_What is being asked_
Lines of the listing that contain "empty" need to be copied.

_Information given_
// src/filesystem/posix.rs

//! Ownership, permission and flag handling for extracted entries
//!
//! Flags are set with `lchflags(2)` on BSD-family systems. Elsewhere there is
//! no equivalent, so a nonzero flag set is logged and skipped.

use crate::error::Result;
use std::fs::{self, DirBuilder, Permissions};
use std::io;
use std::os::unix::fs::{DirBuilderExt, PermissionsExt};
use std::path::Path;
use tracing::{debug, trace};

/// Ownership, permission bits and flags read from an archive header
#[derive(Debug, Clone, Copy, PartialEq, Eq, Default)]
pub struct EntryMeta {
    pub uid: u32,
    pub gid: u32,
    /// Permission bits only (`S_IMODE`)
    pub mode: u32,
    pub flags: u32,
}

/// Whether the process runs with an effective uid of 0
pub fn is_root() -> bool {
    nix::unistd::geteuid().is_root()
}

fn is_errno(err: &io::Error, errno: i32) -> bool {
    err.raw_os_error() == Some(errno)
}

#[cfg(any(target_os = "freebsd", target_os = "dragonfly", target_os = "macos"))]
mod platform {
    use std::ffi::CString;
    use std::io;
    use std::os::unix::ffi::OsStrExt;
    use std::path::Path;

    pub fn get_flags(path: &Path) -> io::Result<u32> {
        #[cfg(target_os = "freebsd")]
        use std::os::freebsd::fs::MetadataExt;
        #[cfg(target_os = "dragonfly")]
        use std::os::dragonfly::fs::MetadataExt;
        #[cfg(target_os = "macos")]
        use std::os::macos::fs::MetadataExt;

        Ok(std::fs::symlink_metadata(path)?.st_flags())
    }

    pub fn set_flags(path: &Path, flags: u32) -> io::Result<()> {
        let c_path = CString::new(path.as_os_str().as_bytes())
            .map_err(|e| io::Error::new(io::ErrorKind::InvalidInput, e))?;
        // SAFETY: c_path is a valid NUL-terminated string for the call's duration
        let rc = unsafe { libc::lchflags(c_path.as_ptr(), flags as _) };
        if rc == 0 {
            Ok(())
        } else {
            Err(io::Error::last_os_error())
        }
    }
}

#[cfg(not(any(target_os = "freebsd", target_os = "dragonfly", target_os = "macos")))]
mod platform {
    use std::io;
    use std::path::Path;
    use tracing::debug;

    pub fn get_flags(path: &Path) -> io::Result<u32> {
        std::fs::symlink_metadata(path).map(|_| 0)
    }

    pub fn set_flags(path: &Path, flags: u32) -> io::Result<()> {
        if flags != 0 {
            debug!(
                "File flags {:#x} on {} not supported on this platform, skipping",
                flags,
                path.display()
            );
        }
        Ok(())
    }
}

/// Current flags of a path (not following symlinks)
pub fn get_flags(path: &Path) -> io::Result<u32> {
    platform::get_flags(path)
}

/// Set flags on a path (not following symlinks)
pub fn set_flags(path: &Path, flags: u32) -> io::Result<()> {
    platform::set_flags(path, flags)
}

/// Best-effort flag reset so the path can be written or removed
pub fn clear_flags(path: &Path) {
    if let Err(e) = set_flags(path, 0) {
        trace!("Could not clear flags on {}: {}", path.display(), e);
    }
}

/// Apply ownership, mode and flags to an extracted path
///
/// Ownership and flag errors are tolerated when the process is not root or
/// the error is `EPERM`. Mode is not applied to symlinks.
pub fn apply_metadata(path: &Path, meta: &EntryMeta, is_symlink: bool) -> Result<()> {
    let am_root = is_root();

    if let Err(e) = std::os::unix::fs::lchown(path, Some(meta.uid), Some(meta.gid)) {
        if am_root && !is_errno(&e, libc::EPERM) {
            return Err(e.into());
        }
        trace!(
            "lchown {}:{} on {} not permitted: {}",
            meta.uid,
            meta.gid,
            path.display(),
            e
        );
    }

    if !is_symlink {
        fs::set_permissions(path, Permissions::from_mode(meta.mode))?;
    }

    if meta.flags != 0
        && let Err(e) = set_flags(path, meta.flags)
    {
        if am_root && !is_errno(&e, libc::EPERM) {
            return Err(e.into());
        }
        debug!("Could not set flags on {}: {}", path.display(), e);
    }

    Ok(())
}

/// Create missing parent directories with mode 0755
pub fn make_parent_dirs(path: &Path) {
    let Some(parent) = path.parent() else {
        return;
    };
    if parent.is_dir() {
        return;
    }
    if let Err(e) = DirBuilder::new().recursive(true).mode(0o755).create(parent) {
        debug!("Could not create {}: {}", parent.display(), e);
    }
}

/// Remove a file, clearing flags first
///
/// A path that is already gone counts as removed.
pub fn remove_file(path: &Path) -> bool {
    clear_flags(path);
    match fs::remove_file(path) {
        Ok(()) => true,
        Err(e) if e.kind() == io::ErrorKind::NotFound => true,
        Err(e) => {
            debug!("RemoveFile({}): {}", path.display(), e);
            false
        }
    }
}

/// Remove an empty directory, clearing flags first
///
/// On failure (typically not empty) the original flags are restored.
pub fn remove_directory(path: &Path) -> bool {
    let Ok(original) = get_flags(path) else {
        return false;
    };
    clear_flags(path);
    match fs::remove_dir(path) {
        Ok(()) => true,
        Err(e) => {
            trace!("RemoveDirectory({}): {}", path.display(), e);
            if original != 0 {
                let _ = set_flags(path, original);
            }
            false
        }
    }
}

_Written solution_
/// Remove an empty directory, clearing flags first
/// On failure (typically not empty) the original flags are restored.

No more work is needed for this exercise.